● **Exercise instructions**: Each time a line of the listing holds "change", copy that line.

● **Records supplied**:

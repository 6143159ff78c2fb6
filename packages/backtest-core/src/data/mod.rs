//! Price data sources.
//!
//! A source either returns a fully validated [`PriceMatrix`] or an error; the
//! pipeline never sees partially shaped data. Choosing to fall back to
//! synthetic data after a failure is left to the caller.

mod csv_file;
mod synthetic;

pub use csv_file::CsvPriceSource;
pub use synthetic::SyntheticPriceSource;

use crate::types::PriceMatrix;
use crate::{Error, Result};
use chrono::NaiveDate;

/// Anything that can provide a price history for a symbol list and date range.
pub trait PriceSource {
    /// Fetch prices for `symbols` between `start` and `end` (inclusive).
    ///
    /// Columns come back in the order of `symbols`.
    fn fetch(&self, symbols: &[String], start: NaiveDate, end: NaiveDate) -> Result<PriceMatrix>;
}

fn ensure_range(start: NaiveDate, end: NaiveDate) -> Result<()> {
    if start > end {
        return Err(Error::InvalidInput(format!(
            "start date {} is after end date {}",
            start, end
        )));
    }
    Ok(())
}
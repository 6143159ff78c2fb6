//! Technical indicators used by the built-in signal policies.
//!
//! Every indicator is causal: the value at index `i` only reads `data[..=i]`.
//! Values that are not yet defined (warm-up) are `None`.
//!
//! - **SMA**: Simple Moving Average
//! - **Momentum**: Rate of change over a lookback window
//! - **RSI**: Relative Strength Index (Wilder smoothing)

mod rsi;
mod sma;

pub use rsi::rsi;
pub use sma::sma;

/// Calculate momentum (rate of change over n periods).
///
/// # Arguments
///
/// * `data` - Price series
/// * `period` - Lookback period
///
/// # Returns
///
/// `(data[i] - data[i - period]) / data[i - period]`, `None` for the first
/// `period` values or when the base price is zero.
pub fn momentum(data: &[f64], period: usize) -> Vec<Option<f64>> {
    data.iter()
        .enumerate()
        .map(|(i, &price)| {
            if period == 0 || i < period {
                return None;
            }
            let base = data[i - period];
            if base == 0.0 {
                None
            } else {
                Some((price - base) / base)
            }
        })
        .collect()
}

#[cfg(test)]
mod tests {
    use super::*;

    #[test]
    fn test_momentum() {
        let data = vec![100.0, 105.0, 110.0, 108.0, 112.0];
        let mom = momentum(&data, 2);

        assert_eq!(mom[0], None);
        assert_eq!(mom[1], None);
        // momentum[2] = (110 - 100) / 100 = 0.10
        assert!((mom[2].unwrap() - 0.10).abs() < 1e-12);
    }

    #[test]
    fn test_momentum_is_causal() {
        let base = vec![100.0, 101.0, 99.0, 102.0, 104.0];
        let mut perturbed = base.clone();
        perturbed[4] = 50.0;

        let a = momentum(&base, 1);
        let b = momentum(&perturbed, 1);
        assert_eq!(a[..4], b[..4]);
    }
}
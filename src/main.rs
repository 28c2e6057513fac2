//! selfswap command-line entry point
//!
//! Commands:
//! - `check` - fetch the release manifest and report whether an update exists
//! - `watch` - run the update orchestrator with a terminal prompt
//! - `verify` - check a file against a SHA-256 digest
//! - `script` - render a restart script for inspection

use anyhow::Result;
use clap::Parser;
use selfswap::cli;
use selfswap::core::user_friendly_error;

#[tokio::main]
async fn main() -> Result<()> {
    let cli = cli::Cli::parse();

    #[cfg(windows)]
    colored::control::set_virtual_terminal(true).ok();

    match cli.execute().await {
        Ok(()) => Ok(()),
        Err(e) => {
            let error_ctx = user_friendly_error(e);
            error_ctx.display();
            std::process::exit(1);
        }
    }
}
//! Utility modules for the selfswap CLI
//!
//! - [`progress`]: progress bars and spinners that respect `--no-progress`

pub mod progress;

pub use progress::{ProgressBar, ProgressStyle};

● **Answer to this problem**:
//! - **Momentum**: Rate of change over a lookback window
/// Calculate momentum (rate of change over n periods).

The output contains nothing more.